START Data for this exercise

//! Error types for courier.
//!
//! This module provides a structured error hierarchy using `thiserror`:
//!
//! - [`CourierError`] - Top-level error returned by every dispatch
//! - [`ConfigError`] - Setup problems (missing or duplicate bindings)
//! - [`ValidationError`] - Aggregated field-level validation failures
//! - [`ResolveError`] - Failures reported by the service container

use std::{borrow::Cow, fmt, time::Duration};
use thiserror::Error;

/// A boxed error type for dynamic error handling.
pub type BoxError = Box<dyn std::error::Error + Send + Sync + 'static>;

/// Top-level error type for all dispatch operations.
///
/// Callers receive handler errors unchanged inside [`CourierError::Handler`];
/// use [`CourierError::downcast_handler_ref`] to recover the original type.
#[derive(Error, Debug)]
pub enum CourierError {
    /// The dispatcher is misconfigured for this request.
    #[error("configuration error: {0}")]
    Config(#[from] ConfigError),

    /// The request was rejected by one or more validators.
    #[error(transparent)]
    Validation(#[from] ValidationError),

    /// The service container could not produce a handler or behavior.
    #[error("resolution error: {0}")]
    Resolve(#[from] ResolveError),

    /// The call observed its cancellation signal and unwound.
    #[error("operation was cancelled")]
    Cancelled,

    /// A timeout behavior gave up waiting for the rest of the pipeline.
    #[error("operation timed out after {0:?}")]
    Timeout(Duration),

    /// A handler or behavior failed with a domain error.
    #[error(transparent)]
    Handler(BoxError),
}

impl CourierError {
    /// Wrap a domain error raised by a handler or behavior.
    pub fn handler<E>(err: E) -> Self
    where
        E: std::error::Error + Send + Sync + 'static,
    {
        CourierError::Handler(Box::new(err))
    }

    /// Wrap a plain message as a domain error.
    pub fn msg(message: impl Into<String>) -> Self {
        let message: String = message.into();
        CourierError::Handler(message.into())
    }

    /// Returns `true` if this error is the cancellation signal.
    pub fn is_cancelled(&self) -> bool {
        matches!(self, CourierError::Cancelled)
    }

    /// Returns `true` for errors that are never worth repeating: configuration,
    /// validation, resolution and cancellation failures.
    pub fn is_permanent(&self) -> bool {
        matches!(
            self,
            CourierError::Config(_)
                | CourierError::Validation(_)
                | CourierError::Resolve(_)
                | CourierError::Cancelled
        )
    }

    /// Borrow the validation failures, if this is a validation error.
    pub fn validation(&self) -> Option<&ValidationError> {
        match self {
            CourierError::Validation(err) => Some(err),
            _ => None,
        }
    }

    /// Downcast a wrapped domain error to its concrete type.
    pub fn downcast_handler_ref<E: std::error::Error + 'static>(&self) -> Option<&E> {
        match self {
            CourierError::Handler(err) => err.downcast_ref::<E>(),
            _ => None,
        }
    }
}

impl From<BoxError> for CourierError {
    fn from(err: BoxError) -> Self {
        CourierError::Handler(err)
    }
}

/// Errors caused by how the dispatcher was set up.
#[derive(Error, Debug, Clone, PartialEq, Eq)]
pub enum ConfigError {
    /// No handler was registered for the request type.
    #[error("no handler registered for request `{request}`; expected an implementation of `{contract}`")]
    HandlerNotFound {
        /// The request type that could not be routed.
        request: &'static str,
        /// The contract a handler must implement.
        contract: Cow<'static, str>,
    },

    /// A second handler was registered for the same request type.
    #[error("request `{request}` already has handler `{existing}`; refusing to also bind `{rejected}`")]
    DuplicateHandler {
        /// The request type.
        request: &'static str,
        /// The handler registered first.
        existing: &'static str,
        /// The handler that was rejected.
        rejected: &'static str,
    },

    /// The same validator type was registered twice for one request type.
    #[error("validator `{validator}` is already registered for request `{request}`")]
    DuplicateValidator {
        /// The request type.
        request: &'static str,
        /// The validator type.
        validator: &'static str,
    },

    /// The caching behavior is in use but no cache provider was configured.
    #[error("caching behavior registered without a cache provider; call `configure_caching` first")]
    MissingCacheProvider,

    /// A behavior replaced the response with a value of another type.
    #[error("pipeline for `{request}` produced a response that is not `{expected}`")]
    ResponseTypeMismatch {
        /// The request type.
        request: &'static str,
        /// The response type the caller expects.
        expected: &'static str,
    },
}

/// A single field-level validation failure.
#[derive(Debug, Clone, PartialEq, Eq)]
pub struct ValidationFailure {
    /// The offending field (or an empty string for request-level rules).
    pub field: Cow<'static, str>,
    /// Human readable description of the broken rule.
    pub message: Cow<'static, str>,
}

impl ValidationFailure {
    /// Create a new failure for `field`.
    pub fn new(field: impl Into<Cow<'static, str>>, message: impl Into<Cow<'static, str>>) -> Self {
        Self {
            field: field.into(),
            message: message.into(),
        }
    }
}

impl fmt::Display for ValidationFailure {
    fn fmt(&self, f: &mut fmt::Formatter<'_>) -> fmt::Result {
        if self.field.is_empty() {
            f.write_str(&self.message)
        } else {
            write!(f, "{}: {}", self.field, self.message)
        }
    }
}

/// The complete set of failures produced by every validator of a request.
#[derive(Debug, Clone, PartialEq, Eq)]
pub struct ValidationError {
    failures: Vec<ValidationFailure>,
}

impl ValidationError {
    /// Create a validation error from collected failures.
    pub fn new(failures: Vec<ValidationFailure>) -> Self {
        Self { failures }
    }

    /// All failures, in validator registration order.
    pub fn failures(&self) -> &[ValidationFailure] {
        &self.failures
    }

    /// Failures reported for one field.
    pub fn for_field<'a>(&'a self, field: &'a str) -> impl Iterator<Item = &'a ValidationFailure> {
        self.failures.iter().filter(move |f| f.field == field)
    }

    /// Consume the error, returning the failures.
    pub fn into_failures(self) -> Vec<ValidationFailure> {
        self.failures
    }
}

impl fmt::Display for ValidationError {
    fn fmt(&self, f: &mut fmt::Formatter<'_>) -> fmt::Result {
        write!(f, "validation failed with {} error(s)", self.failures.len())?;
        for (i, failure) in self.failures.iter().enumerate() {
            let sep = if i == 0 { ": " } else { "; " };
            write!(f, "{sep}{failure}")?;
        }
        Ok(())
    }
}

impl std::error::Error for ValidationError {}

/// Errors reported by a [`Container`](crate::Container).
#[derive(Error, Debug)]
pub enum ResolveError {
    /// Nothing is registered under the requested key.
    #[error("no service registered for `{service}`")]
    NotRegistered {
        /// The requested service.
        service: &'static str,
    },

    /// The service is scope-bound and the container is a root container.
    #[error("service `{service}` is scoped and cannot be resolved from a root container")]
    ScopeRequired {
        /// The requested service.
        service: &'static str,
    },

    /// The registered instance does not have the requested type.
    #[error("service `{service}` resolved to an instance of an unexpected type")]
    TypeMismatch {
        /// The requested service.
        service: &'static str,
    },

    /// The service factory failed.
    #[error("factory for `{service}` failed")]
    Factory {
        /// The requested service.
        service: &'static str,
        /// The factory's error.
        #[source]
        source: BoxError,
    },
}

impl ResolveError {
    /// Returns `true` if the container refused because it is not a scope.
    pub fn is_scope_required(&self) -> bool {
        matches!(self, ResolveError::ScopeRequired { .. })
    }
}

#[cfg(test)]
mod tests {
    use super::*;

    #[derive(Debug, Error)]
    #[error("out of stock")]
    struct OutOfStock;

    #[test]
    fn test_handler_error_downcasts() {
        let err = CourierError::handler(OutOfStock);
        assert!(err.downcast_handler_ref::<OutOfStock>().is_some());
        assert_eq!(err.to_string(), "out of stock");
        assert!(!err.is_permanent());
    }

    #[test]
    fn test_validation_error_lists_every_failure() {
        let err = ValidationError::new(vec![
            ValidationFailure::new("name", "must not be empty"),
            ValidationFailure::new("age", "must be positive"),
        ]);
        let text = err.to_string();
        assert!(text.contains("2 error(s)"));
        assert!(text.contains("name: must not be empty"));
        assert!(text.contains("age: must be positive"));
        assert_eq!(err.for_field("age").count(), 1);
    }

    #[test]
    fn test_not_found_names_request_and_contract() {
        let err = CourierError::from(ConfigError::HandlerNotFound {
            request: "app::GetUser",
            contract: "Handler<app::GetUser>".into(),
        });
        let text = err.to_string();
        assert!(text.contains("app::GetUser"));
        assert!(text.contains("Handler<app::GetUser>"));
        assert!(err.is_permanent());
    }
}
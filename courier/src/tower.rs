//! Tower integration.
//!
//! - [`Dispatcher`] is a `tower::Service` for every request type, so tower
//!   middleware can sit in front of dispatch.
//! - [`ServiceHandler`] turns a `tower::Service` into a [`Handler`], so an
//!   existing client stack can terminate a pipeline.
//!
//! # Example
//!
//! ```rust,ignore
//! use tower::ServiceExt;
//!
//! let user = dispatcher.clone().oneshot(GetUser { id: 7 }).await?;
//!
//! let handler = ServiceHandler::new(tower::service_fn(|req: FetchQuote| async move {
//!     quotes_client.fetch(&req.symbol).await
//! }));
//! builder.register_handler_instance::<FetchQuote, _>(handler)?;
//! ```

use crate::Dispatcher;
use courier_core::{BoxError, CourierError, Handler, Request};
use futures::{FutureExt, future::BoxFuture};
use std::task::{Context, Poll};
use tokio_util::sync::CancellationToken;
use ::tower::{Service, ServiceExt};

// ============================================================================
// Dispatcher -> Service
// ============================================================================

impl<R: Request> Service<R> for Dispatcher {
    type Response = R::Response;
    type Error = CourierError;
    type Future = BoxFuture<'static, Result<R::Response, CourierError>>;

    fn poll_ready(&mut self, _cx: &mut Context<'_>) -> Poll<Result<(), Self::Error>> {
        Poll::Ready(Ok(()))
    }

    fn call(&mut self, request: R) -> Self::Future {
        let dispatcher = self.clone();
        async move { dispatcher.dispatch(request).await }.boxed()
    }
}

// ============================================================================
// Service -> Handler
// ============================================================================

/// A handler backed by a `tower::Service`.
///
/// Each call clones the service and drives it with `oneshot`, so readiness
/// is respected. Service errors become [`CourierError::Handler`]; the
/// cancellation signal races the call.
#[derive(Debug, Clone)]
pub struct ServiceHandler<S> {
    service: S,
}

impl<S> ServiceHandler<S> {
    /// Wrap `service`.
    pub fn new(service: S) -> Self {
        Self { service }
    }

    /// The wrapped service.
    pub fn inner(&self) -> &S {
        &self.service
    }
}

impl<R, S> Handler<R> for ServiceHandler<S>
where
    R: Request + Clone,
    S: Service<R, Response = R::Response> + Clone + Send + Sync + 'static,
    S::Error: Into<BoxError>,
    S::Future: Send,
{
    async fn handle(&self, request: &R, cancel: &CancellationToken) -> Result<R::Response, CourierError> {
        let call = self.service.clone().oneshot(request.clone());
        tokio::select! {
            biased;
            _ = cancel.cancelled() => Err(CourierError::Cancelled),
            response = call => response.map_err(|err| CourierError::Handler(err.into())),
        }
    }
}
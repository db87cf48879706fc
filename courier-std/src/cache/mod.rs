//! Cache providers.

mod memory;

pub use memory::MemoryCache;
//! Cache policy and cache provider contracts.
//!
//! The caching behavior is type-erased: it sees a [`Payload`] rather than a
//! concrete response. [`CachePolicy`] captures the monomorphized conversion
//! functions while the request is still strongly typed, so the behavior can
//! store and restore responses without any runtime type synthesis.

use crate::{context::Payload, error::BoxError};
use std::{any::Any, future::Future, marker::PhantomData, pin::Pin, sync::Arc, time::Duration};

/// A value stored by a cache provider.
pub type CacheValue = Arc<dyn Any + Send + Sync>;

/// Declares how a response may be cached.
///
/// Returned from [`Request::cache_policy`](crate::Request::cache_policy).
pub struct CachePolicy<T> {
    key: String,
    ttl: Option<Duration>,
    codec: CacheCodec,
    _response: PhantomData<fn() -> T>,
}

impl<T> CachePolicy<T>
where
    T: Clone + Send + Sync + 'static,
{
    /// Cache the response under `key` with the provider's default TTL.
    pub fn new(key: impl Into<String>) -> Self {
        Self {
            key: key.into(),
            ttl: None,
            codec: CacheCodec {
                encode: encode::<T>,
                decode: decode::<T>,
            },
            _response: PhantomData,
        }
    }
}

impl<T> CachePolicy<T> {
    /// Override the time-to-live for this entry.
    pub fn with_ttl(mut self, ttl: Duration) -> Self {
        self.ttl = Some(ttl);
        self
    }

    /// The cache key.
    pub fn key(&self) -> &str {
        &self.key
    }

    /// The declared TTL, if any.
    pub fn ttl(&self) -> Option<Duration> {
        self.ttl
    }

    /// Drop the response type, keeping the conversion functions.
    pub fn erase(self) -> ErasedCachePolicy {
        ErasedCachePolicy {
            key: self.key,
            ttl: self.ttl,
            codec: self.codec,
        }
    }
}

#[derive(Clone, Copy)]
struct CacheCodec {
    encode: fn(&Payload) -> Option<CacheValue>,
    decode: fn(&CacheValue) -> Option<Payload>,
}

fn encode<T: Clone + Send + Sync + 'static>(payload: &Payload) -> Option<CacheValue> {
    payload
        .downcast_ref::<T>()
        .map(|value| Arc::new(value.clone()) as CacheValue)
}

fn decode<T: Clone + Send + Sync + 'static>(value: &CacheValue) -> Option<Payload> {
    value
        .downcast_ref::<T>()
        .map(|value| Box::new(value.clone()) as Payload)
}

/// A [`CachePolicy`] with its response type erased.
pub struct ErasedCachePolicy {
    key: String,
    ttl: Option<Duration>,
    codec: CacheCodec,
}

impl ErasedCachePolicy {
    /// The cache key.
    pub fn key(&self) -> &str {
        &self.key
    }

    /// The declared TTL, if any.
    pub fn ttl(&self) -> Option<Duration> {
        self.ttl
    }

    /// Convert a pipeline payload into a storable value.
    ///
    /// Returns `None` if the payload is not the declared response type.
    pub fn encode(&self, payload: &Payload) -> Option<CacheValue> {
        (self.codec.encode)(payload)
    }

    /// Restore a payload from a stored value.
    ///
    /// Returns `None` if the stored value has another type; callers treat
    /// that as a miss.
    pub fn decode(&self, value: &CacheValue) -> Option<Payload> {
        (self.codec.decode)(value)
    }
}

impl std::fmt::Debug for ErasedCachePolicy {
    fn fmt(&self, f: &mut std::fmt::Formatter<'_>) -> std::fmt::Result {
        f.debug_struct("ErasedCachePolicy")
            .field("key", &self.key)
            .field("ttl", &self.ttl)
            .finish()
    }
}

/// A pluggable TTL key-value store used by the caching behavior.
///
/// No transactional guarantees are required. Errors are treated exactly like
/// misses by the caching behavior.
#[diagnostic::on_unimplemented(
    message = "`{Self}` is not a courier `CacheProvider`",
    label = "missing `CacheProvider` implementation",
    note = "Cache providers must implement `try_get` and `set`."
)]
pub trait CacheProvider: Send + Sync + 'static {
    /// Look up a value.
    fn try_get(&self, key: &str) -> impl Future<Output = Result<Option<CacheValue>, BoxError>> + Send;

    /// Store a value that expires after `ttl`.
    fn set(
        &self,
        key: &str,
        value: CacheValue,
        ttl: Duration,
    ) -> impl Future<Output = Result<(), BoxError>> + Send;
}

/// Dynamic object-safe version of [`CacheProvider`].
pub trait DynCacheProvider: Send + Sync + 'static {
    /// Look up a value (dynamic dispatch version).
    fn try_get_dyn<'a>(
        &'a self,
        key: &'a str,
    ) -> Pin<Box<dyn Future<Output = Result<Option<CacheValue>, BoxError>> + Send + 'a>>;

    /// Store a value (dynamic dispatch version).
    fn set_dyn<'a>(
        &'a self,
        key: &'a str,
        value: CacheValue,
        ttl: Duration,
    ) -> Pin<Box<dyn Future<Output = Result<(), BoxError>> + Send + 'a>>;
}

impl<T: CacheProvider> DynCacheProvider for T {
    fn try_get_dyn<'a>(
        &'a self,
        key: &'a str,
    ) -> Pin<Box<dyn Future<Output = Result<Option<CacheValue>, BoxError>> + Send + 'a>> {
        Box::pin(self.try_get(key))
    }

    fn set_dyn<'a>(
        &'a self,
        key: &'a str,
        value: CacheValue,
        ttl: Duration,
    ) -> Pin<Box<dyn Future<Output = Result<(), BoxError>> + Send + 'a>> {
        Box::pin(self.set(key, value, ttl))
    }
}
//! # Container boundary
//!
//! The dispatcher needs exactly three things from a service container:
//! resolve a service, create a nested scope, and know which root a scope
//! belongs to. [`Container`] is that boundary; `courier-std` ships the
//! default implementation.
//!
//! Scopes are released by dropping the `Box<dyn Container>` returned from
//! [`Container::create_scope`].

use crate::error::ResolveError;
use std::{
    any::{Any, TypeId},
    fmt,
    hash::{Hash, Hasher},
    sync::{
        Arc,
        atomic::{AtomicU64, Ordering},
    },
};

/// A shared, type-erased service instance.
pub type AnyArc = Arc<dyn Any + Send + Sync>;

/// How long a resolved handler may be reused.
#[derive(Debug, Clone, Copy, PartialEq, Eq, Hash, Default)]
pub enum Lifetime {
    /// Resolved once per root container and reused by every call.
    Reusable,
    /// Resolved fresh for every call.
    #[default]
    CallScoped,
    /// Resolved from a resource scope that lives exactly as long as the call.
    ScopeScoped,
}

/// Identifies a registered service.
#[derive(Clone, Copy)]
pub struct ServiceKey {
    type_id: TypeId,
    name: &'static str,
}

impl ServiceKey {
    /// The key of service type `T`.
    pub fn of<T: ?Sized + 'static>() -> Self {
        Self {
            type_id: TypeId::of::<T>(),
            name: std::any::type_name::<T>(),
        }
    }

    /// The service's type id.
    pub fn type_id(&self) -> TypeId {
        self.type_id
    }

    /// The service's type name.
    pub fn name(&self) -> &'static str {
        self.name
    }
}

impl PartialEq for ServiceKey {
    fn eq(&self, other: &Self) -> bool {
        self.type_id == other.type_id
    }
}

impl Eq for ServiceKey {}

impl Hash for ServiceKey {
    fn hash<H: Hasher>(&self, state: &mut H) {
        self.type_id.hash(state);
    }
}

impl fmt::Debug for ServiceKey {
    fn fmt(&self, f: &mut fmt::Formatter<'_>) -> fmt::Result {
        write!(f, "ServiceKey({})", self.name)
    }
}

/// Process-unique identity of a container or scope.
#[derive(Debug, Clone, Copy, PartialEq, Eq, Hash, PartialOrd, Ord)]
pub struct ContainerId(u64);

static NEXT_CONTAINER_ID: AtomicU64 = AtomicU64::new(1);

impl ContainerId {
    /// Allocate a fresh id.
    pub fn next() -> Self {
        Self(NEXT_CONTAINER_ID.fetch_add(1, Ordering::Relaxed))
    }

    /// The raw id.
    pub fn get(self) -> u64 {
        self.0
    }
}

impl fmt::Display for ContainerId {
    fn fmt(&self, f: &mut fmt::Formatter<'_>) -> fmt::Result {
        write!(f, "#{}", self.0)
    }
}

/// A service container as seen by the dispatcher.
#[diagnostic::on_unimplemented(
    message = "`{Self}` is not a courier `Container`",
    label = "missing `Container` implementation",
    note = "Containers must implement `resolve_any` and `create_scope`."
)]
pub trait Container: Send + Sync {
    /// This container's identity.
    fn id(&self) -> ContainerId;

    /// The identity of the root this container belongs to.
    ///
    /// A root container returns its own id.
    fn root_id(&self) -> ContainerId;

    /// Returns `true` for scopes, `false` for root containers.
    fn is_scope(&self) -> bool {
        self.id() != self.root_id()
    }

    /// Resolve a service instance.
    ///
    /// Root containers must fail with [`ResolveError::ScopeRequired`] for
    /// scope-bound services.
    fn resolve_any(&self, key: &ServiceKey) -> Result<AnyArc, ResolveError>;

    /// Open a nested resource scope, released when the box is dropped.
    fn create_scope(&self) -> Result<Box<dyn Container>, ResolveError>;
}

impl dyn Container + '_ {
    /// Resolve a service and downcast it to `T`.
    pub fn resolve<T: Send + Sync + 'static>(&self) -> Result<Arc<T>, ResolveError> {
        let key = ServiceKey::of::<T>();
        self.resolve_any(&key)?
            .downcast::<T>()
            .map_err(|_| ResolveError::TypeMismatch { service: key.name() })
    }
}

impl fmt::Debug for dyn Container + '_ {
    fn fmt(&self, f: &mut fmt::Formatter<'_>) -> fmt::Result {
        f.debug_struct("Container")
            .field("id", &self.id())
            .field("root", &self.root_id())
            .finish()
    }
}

END Data for this exercise

* [Your assignment]: From the listing, copy each line containing the word "GetUser".

* [Written solution]:
            request: "app::GetUser",
            contract: "Handler<app::GetUser>".into(),
        assert!(text.contains("app::GetUser"));
        assert!(text.contains("Handler<app::GetUser>"));
//! let user = dispatcher.clone().oneshot(GetUser { id: 7 }).await?;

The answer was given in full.